Got an idea what the findings of those studies might be?
Yup! People eat the food that tastes the best to them? Isn’t that an unexpected result!? Certainly it was so hard to come to that conclusion by simple observation that it was worth spending millions to know for sure through formal research.
So now, thanks to science, that we understand what drives our food choices it helps us understand why some diets don’t work. If your diet has you eating food that doesn’t taste good and prevents you from eating what does taste good, it’s not going to last. It’s in direct conflict with human nature.
Meanwhile, the desire to be thin is a desire driven not by instinct, but by conditioning. Very few people can effectively suppress the desire to eat what tastes good, but people can learn to eat what tastes good and support weight-related goals at the same time!
The concept scares a lot of dieters. The thought is, “if I can’t even stick to a diet eating food that doesn’t taste good, how can I eat what I love and stop before I gain a lot of weight?” The reality is the more we don’t eat what we like, the more we want it and the less likely we become to eat that food in balance and moderation.
It’s possible to take back your favorite foods and manage your weight at the same time. One need not preclude the other.
“I can eat whatever I want on my diet. I just need to do it when the time is right!”
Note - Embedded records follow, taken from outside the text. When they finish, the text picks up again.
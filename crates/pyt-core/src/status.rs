//! Project state at a glance and the suggested next action.

use crate::error::Result;
use crate::fetch::{CommitInfo, TemplateSource};
use crate::paths;
use crate::runner::{gh_authenticated, CommandRunner};
use crate::settings::{ProjectSettings, Settings, TemplateState};
use serde::Serialize;
use std::path::{Path, PathBuf};

#[derive(Debug, Clone, Copy, Default, PartialEq, Eq, Serialize)]
pub struct ProjectContext {
    pub has_git: bool,
    pub has_pyproject: bool,
    pub has_settings: bool,
}

impl ProjectContext {
    pub fn detect(root: &Path) -> Self {
        Self {
            has_git: root.join(paths::GIT_DIR).exists(),
            has_pyproject: paths::pyproject_path(root).is_file(),
            has_settings: paths::settings_path(root).is_file(),
        }
    }

    /// A repository with no project metadata yet.
    pub fn is_fresh_clone(&self) -> bool {
        self.has_git && !self.has_pyproject
    }

    pub fn is_existing_repo(&self) -> bool {
        self.has_git && self.has_pyproject
    }
}

#[derive(Debug, Clone, Copy, PartialEq, Eq, Serialize)]
#[serde(rename_all = "snake_case")]
pub enum Recommendation {
    Configure,
    CheckUpdates,
}

impl Recommendation {
    pub fn message(&self) -> &'static str {
        match self {
            Recommendation::Configure => "Configure the project (placeholder values remain)",
            Recommendation::CheckUpdates => "Review template changes since the last sync",
        }
    }

    pub fn command(&self) -> &'static str {
        match self {
            Recommendation::Configure => "pyt configure",
            Recommendation::CheckUpdates => "pyt check",
        }
    }
}

/// Suggest the next action. `latest` is the template head, when known.
pub fn recommend(
    context: &ProjectContext,
    project: &ProjectSettings,
    state: Option<&TemplateState>,
    latest: Option<&CommitInfo>,
) -> Option<Recommendation> {
    if context.is_fresh_clone() || !project.is_configured() {
        return Some(Recommendation::Configure);
    }
    let latest = latest?;
    match state.filter(|s| s.is_synced()) {
        Some(s) if same_commit(&s.commit, &latest.sha) => None,
        _ => Some(Recommendation::CheckUpdates),
    }
}

/// Either sha may be abbreviated.
fn same_commit(a: &str, b: &str) -> bool {
    !a.is_empty() && !b.is_empty() && (a.starts_with(b) || b.starts_with(a))
}

#[derive(Debug, Clone, PartialEq, Eq, Serialize)]
pub struct PreflightWarning {
    pub message: String,
    pub suggestion: String,
}

impl PreflightWarning {
    pub fn new(message: impl Into<String>, suggestion: impl Into<String>) -> Self {
        Self {
            message: message.into(),
            suggestion: suggestion.into(),
        }
    }
}

/// Environment problems that would get in the way of the other commands.
pub fn preflight(runner: &dyn CommandRunner, context: &ProjectContext) -> Vec<PreflightWarning> {
    let mut warnings = Vec::new();
    if !context.has_git {
        warnings.push(PreflightWarning::new("Not a git repository", "Run: git init"));
    }
    if !runner.exists("git") {
        warnings.push(PreflightWarning::new(
            "git is not installed",
            "Install from: https://git-scm.com/downloads",
        ));
    }
    if !runner.exists("gh") {
        warnings.push(PreflightWarning::new(
            "GitHub CLI (gh) is not installed",
            "Install from: https://cli.github.com/",
        ));
    } else if !gh_authenticated(runner) {
        warnings.push(PreflightWarning::new(
            "GitHub CLI not authenticated",
            "Run: gh auth login",
        ));
    }
    warnings
}

#[derive(Debug, Clone, Serialize)]
pub struct StatusReport {
    pub root: PathBuf,
    pub context: ProjectContext,
    pub project: ProjectSettings,
    pub configured: bool,
    pub placeholders: Vec<&'static str>,
    pub template: Option<TemplateState>,
    pub latest: Option<CommitInfo>,
    pub recommendation: Option<Recommendation>,
    pub warnings: Vec<PreflightWarning>,
}

/// Collect everything `pyt status` shows. With no `source` (offline) the
/// template head is unknown. A failed lookup becomes a warning.
pub fn gather(
    root: &Path,
    runner: &dyn CommandRunner,
    source: Option<&TemplateSource>,
) -> Result<StatusReport> {
    let context = ProjectContext::detect(root);
    let settings = Settings::load(root)?;
    let mut warnings = preflight(runner, &context);

    let latest = match source {
        Some(source) => match source.latest_commit() {
            Ok(info) => Some(info),
            Err(e) => {
                tracing::warn!(error = %e, "could not look up the latest template commit");
                warnings.push(PreflightWarning::new(
                    "Could not reach the template repository",
                    "Retry later or pass --offline",
                ));
                None
            }
        },
        None => None,
    };

    let recommendation = recommend(
        &context,
        &settings.project,
        settings.template.as_ref(),
        latest.as_ref(),
    );
    Ok(StatusReport {
        root: root.to_path_buf(),
        context,
        configured: settings.project.is_configured(),
        placeholders: settings.project.placeholder_fields(),
        project: settings.project,
        template: settings.template,
        latest,
        recommendation,
        warnings,
    })
}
1. Stay satisfied on lower calorie foods you enjoy (vegetables are good for this if you like vegetables. It’s worth trying a variety of vegetables both raw and cooked to develop a fondness for them.)
2. Eat good-tasting food. Pay attention to nutrition and calories and reject anything that isn’t worth its calories.
3. Give yourself guidance through supportive messages. (e.g. I can eat what I want and it’s going to taste even better if I eat it when the time is right!)
Supportive Message Example: I just finished a satisfying, very good meal. I walked by a Krispy Kreme doughnut store and the doughnuts were fresh and the smell of them cooking was in the air. I don’t live near a Krispy Kreme doughnut shop and it’s rare that I am lucky enough to be in close vicinity to one. The doughnuts were on display in the window. The tray with the glazed, raspberry-filled doughnuts was front and center! I was ready to walk in to buy one but instead of rushing in on instinct to eat what tastes extremely good, I reminded myself that I was full. I could have a doughnut, but I wanted to wait until another time when I wasn’t full. I would eat one when I would really be able to savor and enjoy my favorite doughnut.
Here is how I used to undermine myself with “stinking thinking.” OMG! Krispy Kreme raspberry-filled, glazed doughnuts! I can’t walk past the store without eating one! Yes, I’m full but I can shove that doughnut right down on top of what I’ve just eaten and I’m going to get one. I’ve got to have one of them and one of those kreme-filled, chocolate covered doughnuts too!” Then I would go in, buy the doughnuts, eat them so fast I barely enjoyed them and walked away feeling overstuffed and weak and I’d blame it on the doughnut store rather than my hasty decision and regrettable actions!
Here is what actually happened as a result of changing my self-talk. I walked past the store feeling happy and strong instead of deprived. I knew that I would have a doughnut some other time when the time was right! There was no craving or lingering thoughts about doughnuts.
There is nothing that I did that anybody else – like you – couldn’t do. It’s all about giving yourself the right messages and practice, practice, PRACTICE!